I was initially thrilled with Obama’s remarks at the White House Iftaar this past weekend.  (An iftaar is the meal with which Muslims break their fast during the holy month of Ramadan.)  But since he expressed his support for the Cordoba House and received backlash from some politicians and pundits about it, he has moved backward on that statement of support.  Obama has tried before to distance himself from the Muslim community when conservatives claimed he was Muslim during the 2008 election.  That was an opportunity to have an important national discussion about Muslims in America, and he failed to take it.  Again, Obama is missing an opportunity to play a key part in a dialogue that must happen in our country.  I am disappointed by his choice to back-off his support of the Cordoba House, and I hope he chooses to reverse that position soon.  If he truly wants to see Americans’ religious rights protected, he must step in.

Jon’s brilliance

The Daily Show recently did an awesome segment about the opposition to mosque construction in the U.S.  I’ll let the video speak for itself.

Our Sufi allies

This op-ed contribution discusses how as Americans we must work with those within Islam, particularly those in the Sufi tradition, to fight extremism.  One of these Sufis is Imam Feisal Abdul Rauf, the Muslim whose initiative is building the Cordoba House. Sufism is a version of Islamic mysticism, not a separate religion.

16th-Century Miniature Painting Depicting Dancing Dervishes, Image by © Archivo Iconografico, S.A./CORBIS

This line of poetry, written by the famous Sufi saint, Rumi, is crucial for us to remember and implement during this time.

Your task is not to seek for love, but merely to seek and find all the barriers within yourself that you have built against it.

In today’s America, those barriers are fear and misunderstanding.  Only when we recognize them can we begin understanding, befriending, and loving our neighbors.
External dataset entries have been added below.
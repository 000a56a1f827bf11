// ABOUTME: Dispatcher - pulls requests through limit check, claim, and executor.
// ABOUTME: Interprets results, recycles rate-limited work, and exposes admin commands.

use std::any::Any;
use std::panic::AssertUnwindSafe;
use std::sync::Arc;
use std::sync::atomic::{AtomicU32, AtomicU64, AtomicUsize, Ordering};
use std::time::{Duration, Instant};

use futures::FutureExt;
use tokio::sync::{Notify, OwnedSemaphorePermit, Semaphore, mpsc, watch};
use tokio::task::JoinHandle;
use tracing::{debug, info, warn};

use super::executor::{ExecutionResult, Executor};
use super::outcome::{
    AdminState, CycleOutcome, DispatchOutcome, DispatchSnapshot, DispatchStatus,
};
use crate::config::DispatcherConfig;
use crate::coordinator::{InstanceCoordinator, RateLimiter};
use crate::error::{ConfigError, ErrorKind};
use crate::health::HealthMonitor;
use crate::queue::{PriorityQueueManager, PriorityTier, Request};

/// Pause reason used by the `pause` admin command.
pub const OPERATOR_PAUSE_REASON: &str = "paused by operator";

/// Drives requests from the local queue to the shared executor.
///
/// Each cycle checks the rate limiter, takes an executor slot, asks the
/// coordinator whether this instance should pick up work, dequeues, and
/// claims. A won claim is executed on its own task; the cycle returns
/// immediately. Rate-limited results block the limiter (which pauses the
/// queue) and put the request back at the tail of its tier.
pub struct Dispatcher {
    queue: Arc<PriorityQueueManager>,
    limiter: Arc<RateLimiter>,
    coordinator: Arc<InstanceCoordinator>,
    executor: Arc<dyn Executor>,
    health: Option<Arc<HealthMonitor>>,
    outcomes: Option<mpsc::UnboundedSender<DispatchOutcome>>,
    idle_backoff: Duration,
    max_attempts: Option<u32>,
    semaphore: Arc<Semaphore>,
    max_concurrent: AtomicUsize,
    /// Permits to retire as they come back after a shrink.
    shrink_debt: AtomicUsize,
    throttle_ms: AtomicU64,
    active: AtomicU32,
    slot_freed: Notify,
    drained: Notify,
}
// ABOUTME: Defines the CoordinationStore trait - the primitives instances coordinate through.
// ABOUTME: Claim creation must be a single atomic operation in every backend.

use std::collections::HashMap;
use std::sync::Arc;
use std::time::Duration;

use async_trait::async_trait;

use crate::error::StoreError;

/// Remaining lifetime of a key.
#[derive(Debug, Clone, Copy, PartialEq, Eq)]
pub enum KeyTtl {
    /// The key does not exist.
    Missing,
    /// The key exists and never expires.
    Persistent,
    /// The key expires after the given duration.
    Expires(Duration),
}

/// Key-value store shared by every coordinator instance.
///
/// Expiry is the only failure detector: a crashed instance's keys disappear
/// when their TTL runs out. Conditional operations compare the stored value
/// and act in one atomic step; callers never read-then-write.
#[async_trait]
pub trait CoordinationStore: Send + Sync {
    /// Atomically write `value` with a TTL only if `key` is absent.
    ///
    /// Returns true if this write created the key.
    async fn set_if_absent(&self, key: &str, value: &str, ttl: Duration)
    -> Result<bool, StoreError>;

    /// Atomically take or keep a lease on `key` for `owner`.
    ///
    /// Creates the key with a TTL if absent, or refreshes its TTL if it
    /// already holds `owner`. Returns false when another owner holds it.
    async fn acquire_lease(&self, key: &str, owner: &str, ttl: Duration)
    -> Result<bool, StoreError>;

    /// Unconditionally write `value`, with a TTL or persistently.
    async fn set(&self, key: &str, value: &str, ttl: Option<Duration>) -> Result<(), StoreError>;

    async fn get(&self, key: &str) -> Result<Option<String>, StoreError>;

    /// Reset the TTL of `key` only if it currently holds `expected`.
    async fn expire_if_value(
        &self,
        key: &str,
        expected: &str,
        ttl: Duration,
    ) -> Result<bool, StoreError>;

    /// Delete `key` only if it currently holds `expected`.
    async fn delete_if_value(&self, key: &str, expected: &str) -> Result<bool, StoreError>;

    /// Delete `key`. Returns whether it existed.
    async fn delete(&self, key: &str) -> Result<bool, StoreError>;

    async fn ttl(&self, key: &str) -> Result<KeyTtl, StoreError>;

    /// List live keys matching a glob pattern (`*` wildcards).
    async fn scan(&self, pattern: &str) -> Result<Vec<String>, StoreError>;

    /// Set one field of a persistent hash.
    async fn hash_set(&self, key: &str, field: &str, value: &str) -> Result<(), StoreError>;

    async fn hash_get_all(&self, key: &str) -> Result<HashMap<String, String>, StoreError>;

    /// Remove one field of a hash. Returns whether it existed.
    async fn hash_delete(&self, key: &str, field: &str) -> Result<bool, StoreError>;
}

/// Shared store handle injected into each component.
pub type SharedStore = Arc<dyn CoordinationStore>;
NYT: American students study in the Middle East

Here’s an awesome NYT article about the increase in American students studying abroad in the Middle East.

Petra, Jordan

I’m hoping to study abroad in Jordan during the second semester of my junior year. Yeah, I do think it would be awesome to live in a country that shares my name and pay with Jordanian dinar (like Denari!) bills, but there are obviously more reasons to study abroad there.  Jordan is located between Palestine and Iraq, two places that will continue to require a lot of media coverage in the next several years.  Jordanian colloquial Arabic is very similar to both Palestinian and Iraqi Arabic, so learning that dialect will allow me to better communicate with many Arabic-speakers in my work as a journalist.  In Amman I can also live with a host family, which would be a great way to truly immerse in the culture.